The Testament of Jessie Lamb Cover

The Testament of Jessie Lamb

By Jane Rogers

Harper Perennial, Paperback, 9780062130808, 240pp.

Publication Date: May 15, 2012

Description
In a chilling future, one 16-year-old girl is driven to the ultimate act of heroism. The Testament of Jessie Lamb, longlisted for the Man Booker Prize, is the breakout novel from award-winning author Jane Rogers. Its cunningly drawn characters and riveting vision of a dystopic future fraught with difficult moral choices will make The Testament of Jessie Lamb an instant favorite for fans of Kazuo Ishiguro's Never Let Me Go, Margaret Atwood's The Handmaid's Tale, Suzanne Collins's The Hunger Games, and Brian K. Vaughan's Y: The Last Man.

The novel does not set up an elaborate apocalypse, but astringently strips away the smears hiding the apocalypses we really face. Like Jessie's, it is a small, calm voice of reason in a nonsensical world. The Independent.

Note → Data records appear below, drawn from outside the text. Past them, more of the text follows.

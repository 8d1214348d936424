pub mod driver;
pub use driver::{Introspector, Migrator};

mod error;
pub use error::{Error, IntoError};

pub mod schema;
pub use schema::Schema;

/// A Result type alias that uses Loam's [`Error`] type.
pub type Result<T> = core::result::Result<T, Error>;
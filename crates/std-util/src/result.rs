/// Unwraps an `Ok`, panicking with the expression text otherwise.
#[macro_export]
macro_rules! assert_ok {
    ($e:expr) => {
        match $e {
            Ok(value) => value,
            Err(err) => panic!("`{}` failed: {}", stringify!($e), err),
        }
    };
}

/// Unwraps an `Err`, panicking with the expression text otherwise.
///
/// Extra arguments are formatted into the panic message.
#[macro_export]
macro_rules! assert_err {
    ($e:expr $(, $($arg:tt)+ )?) => {
        match $e {
            Err(err) => err,
            Ok(value) => {
                let mut msg = format!("`{}` succeeded with {:?}", stringify!($e), value);
                $(
                    msg.push_str(": ");
                    msg.push_str(&format!($($arg)+));
                )?
                panic!("{}", msg);
            }
        }
    };
}
use loam_core::schema::{DefaultValue, Field, FieldType, Index, Relation, RelationType, ScalarType};
use loam_core::Schema;
use loam_psl::{Datasource, Expr, Generator, ParseErrors, ParsedFile, Parser, Property};

/// A line-oriented parser for the schema text the generator emits.
///
/// Every field, property and block attribute must sit on its own line. This
/// is enough to read back generated files and small hand-written fixtures.
#[derive(Debug, Default, Clone, Copy)]
pub struct LineParser;

#[derive(Debug)]
enum Block {
    Datasource(Datasource),
    Generator(Generator),
    Model(Schema),
}

impl Parser for LineParser {
    fn parse(&self, source: &str) -> Result<ParsedFile, ParseErrors> {
        let mut file = ParsedFile::default();
        let mut errors = vec![];
        let mut current: Option<(usize, Block)> = None;

        for (i, line) in source.lines().enumerate() {
            let lineno = i + 1;
            let line = line.trim();

            if line.is_empty() || line.starts_with("//") {
                continue;
            }

            let Some((_, block)) = &mut current else {
                match open_block(line) {
                    Ok(block) => current = Some((lineno, block)),
                    Err(message) => errors.push(format!("line {lineno}: {message}")),
                }
                continue;
            };

            if line == "}" {
                if let Some((_, block)) = current.take() {
                    match block {
                        Block::Datasource(datasource) => file.datasource = Some(datasource),
                        Block::Generator(generator) => file.generator = Some(generator),
                        Block::Model(schema) => file.schemas.push(schema),
                    }
                }
                continue;
            }

            let res = match block {
                Block::Datasource(datasource) => {
                    parse_property(line).map(|property| datasource.properties.push(property))
                }
                Block::Generator(generator) => {
                    parse_property(line).map(|property| generator.properties.push(property))
                }
                Block::Model(schema) => parse_model_line(schema, line),
            };

            if let Err(message) = res {
                errors.push(format!("line {lineno}: {message}"));
            }
        }

        if let Some((lineno, _)) = current {
            errors.push(format!("line {lineno}: unterminated block"));
        }

        if errors.is_empty() {
            Ok(file)
        } else {
            Err(ParseErrors(errors))
        }
    }
}

fn open_block(line: &str) -> Result<Block, String> {
    let Some(header) = line.strip_suffix('{') else {
        return Err(format!("unexpected `{line}`"));
    };

    match header.split_whitespace().collect::<Vec<_>>()[..] {
        ["datasource", name] => Ok(Block::Datasource(Datasource::new(name))),
        ["generator", name] => Ok(Block::Generator(Generator::new(name))),
        ["model", name] => Ok(Block::Model(Schema::new(name))),
        _ => Err(format!("unexpected `{line}`")),
    }
}

fn parse_property(line: &str) -> Result<Property, String> {
    let (name, value) = line
        .split_once('=')
        .ok_or_else(|| format!("expected `name = value`, found `{line}`"))?;

    Ok(Property::new(name.trim(), parse_expr(value.trim())?))
}

fn parse_model_line(schema: &mut Schema, line: &str) -> Result<(), String> {
    if let Some(attribute) = line.strip_prefix("@@") {
        return parse_block_attribute(schema, attribute);
    }

    let tokens = split_top_level(line, char::is_whitespace);
    let [name, ty, attributes @ ..] = &tokens[..] else {
        return Err(format!("expected `name Type`, found `{line}`"));
    };

    let attributes = attributes
        .iter()
        .map(|token| parse_attribute(token))
        .collect::<Result<Vec<_>, _>>()?;

    let optional = ty.ends_with('?');
    let ty = ty.trim_end_matches('?');
    let list = ty.ends_with("[]");
    let ty = ty.trim_end_matches("[]");

    let Some(scalar) = scalar_type(ty) else {
        let relation = relation_from(ty, list, &attributes);
        schema.add_relation(name, relation);
        return Ok(());
    };

    let mut field = Field::new(
        name.as_str(),
        if list {
            FieldType::Array(scalar)
        } else {
            FieldType::Scalar(scalar)
        },
    );
    field.nullable = optional;

    for (attribute, args) in attributes {
        match (attribute.as_str(), &args[..]) {
            ("id", []) => {
                field.primary_key = true;
                field.nullable = false;
            }
            ("unique", []) => field.unique = true,
            ("default", [Expr::Call(name, _)]) if name == "autoincrement" => {
                field.auto_increment = true;
            }
            ("default", [value]) => field.default = Some(default_value(value)?),
            ("map", [Expr::Str(column)]) => field.map = Some(column.clone()),
            (db, _) if db.starts_with("db.") => {
                let raw = if args.is_empty() {
                    format!("@{db}")
                } else {
                    let args: Vec<_> = args.iter().map(ToString::to_string).collect();
                    format!("@{db}({})", args.join(", "))
                };

                if field.db_type.is_none() {
                    field.db_type = Some(raw);
                } else {
                    field.db_attributes.push(raw);
                }
            }
            (other, _) => return Err(format!("unsupported attribute `@{other}`")),
        }
    }

    schema.add_field(field);
    Ok(())
}

fn parse_block_attribute(schema: &mut Schema, attribute: &str) -> Result<(), String> {
    let (name, args) = parse_attribute(&format!("@{attribute}"))?;

    match (name.as_str(), &args[..]) {
        ("map", [Expr::Str(table)]) => {
            schema.set_table_name(table);
        }
        ("id", [Expr::Array(fields)]) => {
            schema.set_composite_key(idents(fields)?);
        }
        ("index" | "unique", [Expr::Array(fields), rest @ ..]) => {
            let index_name = rest
                .iter()
                .find_map(|arg| match arg {
                    Expr::Named(key, value) if key == "map" => value.as_str(),
                    _ => None,
                })
                .unwrap_or_default();

            let mut index = Index::new(index_name, idents(fields)?);
            index.unique = name == "unique";
            schema.add_index(index);
        }
        _ => return Err(format!("unsupported block attribute `@@{attribute}`")),
    }

    Ok(())
}

fn relation_from(model: &str, list: bool, attributes: &[(String, Vec<Expr>)]) -> Relation {
    let mut foreign_key = None;
    let mut references = None;

    for (name, args) in attributes {
        if name != "relation" {
            continue;
        }

        for arg in args {
            let Expr::Named(key, value) = arg else {
                continue;
            };
            let Expr::Array(items) = &**value else {
                continue;
            };
            let first = items.first().map(ToString::to_string);

            match key.as_str() {
                "fields" => foreign_key = first,
                "references" => references = first,
                _ => {}
            }
        }
    }

    let ty = match (list, foreign_key.is_some()) {
        (true, true) => RelationType::OneToMany,
        (true, false) => RelationType::ManyToMany,
        (false, true) => RelationType::ManyToOne,
        (false, false) => RelationType::OneToOne,
    };

    let mut relation = Relation::new(ty, model);
    relation.foreign_key = foreign_key;
    relation.references = references;
    relation
}

fn scalar_type(token: &str) -> Option<ScalarType> {
    Some(match token {
        "String" => ScalarType::String,
        "Int" => ScalarType::Int,
        "BigInt" => ScalarType::Int64,
        "Float" => ScalarType::Float,
        "Boolean" => ScalarType::Bool,
        "DateTime" => ScalarType::DateTime,
        "Json" => ScalarType::Json,
        "Decimal" => ScalarType::Decimal,
        _ => return None,
    })
}

fn default_value(expr: &Expr) -> Result<DefaultValue, String> {
    Ok(match expr {
        Expr::Str(value) => DefaultValue::String(value.clone()),
        Expr::Number(value) => match value.parse::<i64>() {
            Ok(value) => DefaultValue::Int(value),
            Err(_) => value
                .parse::<f64>()
                .map(DefaultValue::Float)
                .map_err(|_| format!("invalid number `{value}`"))?,
        },
        Expr::Ident(value) if value == "true" => DefaultValue::Bool(true),
        Expr::Ident(value) if value == "false" => DefaultValue::Bool(false),
        Expr::Ident(value) if value == "null" => DefaultValue::Null,
        Expr::Call(name, _) => DefaultValue::Function(name.clone()),
        other => return Err(format!("unsupported default `{other}`")),
    })
}

fn idents(items: &[Expr]) -> Result<Vec<String>, String> {
    items
        .iter()
        .map(|item| match item {
            Expr::Ident(name) => Ok(name.clone()),
            other => Err(format!("expected a field name, found `{other}`")),
        })
        .collect()
}

/// Parses `@name` or `@name(args)`.
fn parse_attribute(token: &str) -> Result<(String, Vec<Expr>), String> {
    let Some(token) = token.strip_prefix('@') else {
        return Err(format!("expected an attribute, found `{token}`"));
    };

    let Some((name, rest)) = token.split_once('(') else {
        return Ok((token.to_string(), vec![]));
    };

    let inner = rest
        .strip_suffix(')')
        .ok_or_else(|| format!("unbalanced parentheses in `@{token}`"))?;

    Ok((name.to_string(), parse_args(inner)?))
}

fn parse_args(src: &str) -> Result<Vec<Expr>, String> {
    if src.trim().is_empty() {
        return Ok(vec![]);
    }

    split_top_level(src, |ch| ch == ',')
        .iter()
        .map(|arg| parse_expr(arg.trim()))
        .collect()
}

fn parse_expr(src: &str) -> Result<Expr, String> {
    if let Some(inner) = src.strip_prefix('"') {
        let inner = inner
            .strip_suffix('"')
            .ok_or_else(|| format!("unterminated string `{src}`"))?;
        return Ok(Expr::Str(unescape(inner)));
    }

    if let Some(inner) = src.strip_prefix('[') {
        let inner = inner
            .strip_suffix(']')
            .ok_or_else(|| format!("unbalanced brackets in `{src}`"))?;
        return Ok(Expr::Array(parse_args(inner)?));
    }

    if let Some((key, value)) = split_named(src) {
        return Ok(Expr::named(key, parse_expr(value.trim())?));
    }

    if let Some((name, rest)) = src.split_once('(') {
        let inner = rest
            .strip_suffix(')')
            .ok_or_else(|| format!("unbalanced parentheses in `{src}`"))?;
        return Ok(Expr::call(name.trim(), parse_args(inner)?));
    }

    if src.parse::<f64>().is_ok() {
        return Ok(Expr::Number(src.to_string()));
    }

    if src.is_empty() {
        return Err("expected a value".to_string());
    }

    Ok(Expr::ident(src))
}

/// Splits `key: value` when the key is a plain identifier.
fn split_named(src: &str) -> Option<(&str, &str)> {
    let (key, value) = src.split_once(':')?;
    let key = key.trim();

    let is_ident = !key.is_empty() && key.chars().all(|ch| ch.is_alphanumeric() || ch == '_');
    is_ident.then_some((key, value))
}

fn unescape(src: &str) -> String {
    let mut dst = String::with_capacity(src.len());
    let mut chars = src.chars();

    while let Some(ch) = chars.next() {
        if ch == '\\' {
            if let Some(next) = chars.next() {
                dst.push(next);
            }
        } else {
            dst.push(ch);
        }
    }

    dst
}

/// Splits `src` on `is_sep`, ignoring separators inside quotes, parentheses
/// and brackets. Empty pieces are dropped.
fn split_top_level(src: &str, is_sep: impl Fn(char) -> bool) -> Vec<String> {
    let mut pieces = vec![];
    let mut current = String::new();
    let mut depth = 0usize;
    let mut in_string = false;
    let mut escaped = false;

    for ch in src.chars() {
        if in_string {
            current.push(ch);
            if escaped {
                escaped = false;
            } else if ch == '\\' {
                escaped = true;
            } else if ch == '"' {
                in_string = false;
            }
            continue;
        }

        match ch {
            '"' => in_string = true,
            '(' | '[' => depth += 1,
            ')' | ']' => depth = depth.saturating_sub(1),
            _ if depth == 0 && is_sep(ch) => {
                if !current.trim().is_empty() {
                    pieces.push(std::mem::take(&mut current));
                } else {
                    current.clear();
                }
                continue;
            }
            _ => {}
        }

        current.push(ch);
    }

    if !current.trim().is_empty() {
        pieces.push(current);
    }

    pieces
}
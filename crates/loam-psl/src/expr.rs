use std::fmt;

/// An argument or property value.
#[derive(Debug, Clone, PartialEq)]
pub enum Expr {
    /// A bare identifier: `id`, `true`, `Cascade`.
    Ident(String),

    /// A string literal, rendered with double quotes.
    Str(String),

    /// A numeric literal, kept in its textual form.
    Number(String),

    /// A function call: `now()`, `env("DATABASE_URL")`.
    Call(String, Vec<Expr>),

    Array(Vec<Expr>),

    /// A named argument: `fields: [userId]`.
    Named(String, Box<Expr>),
}

impl Expr {
    pub fn ident(name: impl Into<String>) -> Expr {
        Expr::Ident(name.into())
    }

    pub fn string(value: impl Into<String>) -> Expr {
        Expr::Str(value.into())
    }

    pub fn number(value: impl fmt::Display) -> Expr {
        Expr::Number(value.to_string())
    }

    pub fn call(name: impl Into<String>, args: Vec<Expr>) -> Expr {
        Expr::Call(name.into(), args)
    }

    pub fn named(name: impl Into<String>, value: Expr) -> Expr {
        Expr::Named(name.into(), Box::new(value))
    }

    /// An array of identifiers.
    pub fn idents<I>(names: I) -> Expr
    where
        I: IntoIterator,
        I::Item: Into<String>,
    {
        Expr::Array(names.into_iter().map(Expr::ident).collect())
    }

    pub fn as_str(&self) -> Option<&str> {
        match self {
            Expr::Str(value) => Some(value),
            _ => None,
        }
    }
}

impl fmt::Display for Expr {
    fn fmt(&self, f: &mut fmt::Formatter<'_>) -> fmt::Result {
        match self {
            Expr::Ident(name) | Expr::Number(name) => f.write_str(name),
            Expr::Str(value) => {
                f.write_str("\"")?;
                for ch in value.chars() {
                    match ch {
                        '"' => f.write_str("\\\"")?,
                        '\\' => f.write_str("\\\\")?,
                        _ => write!(f, "{ch}")?,
                    }
                }
                f.write_str("\"")
            }
            Expr::Call(name, args) => {
                write!(f, "{name}(")?;
                crate::write_list(f, args)?;
                f.write_str(")")
            }
            Expr::Array(items) => {
                f.write_str("[")?;
                crate::write_list(f, items)?;
                f.write_str("]")
            }
            Expr::Named(name, value) => write!(f, "{name}: {value}"),
        }
    }
}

Praise For The Testament of Jessie Lamb

“The novel does not set up an elaborate apocalypse, but astringently strips away the smears hiding the apocalypses we really face. Like Jessie’s, it is a small, calm voice of reason in a nonsensical world.”
-The Independent

“Jane Rogers has captured Jessie’s voice brilliantly, alternating a teenager’s solipsism with a growing awareness of the wider world. Jessie’s self-conviction is both admirable and infuriating, and the reader is torn between her clear, unequivocal conclusions and the intricate, heartfelt compromises of her parents.”
-Times Literary Supplement (London)

“A powerful dystopian novel…Long-listed for the Booker Prize, Rogers’ mesmerizing tale is frighteningly timely and bound to spark rich book-club discussions.”
-Booklist

“Thought-provoking, smart, real, disturbing, and well-written...A compelling page-turner of a novel.”
-Popmatters

“Echoes of Kazuo Ishiguro’s stealthy novel Never Let Me Go abound, but Rogers works with a more populist tool kit, nailing the tempestuous inner conflicts of a young woman as she discerns the full measure of selfishness required to be selfless.”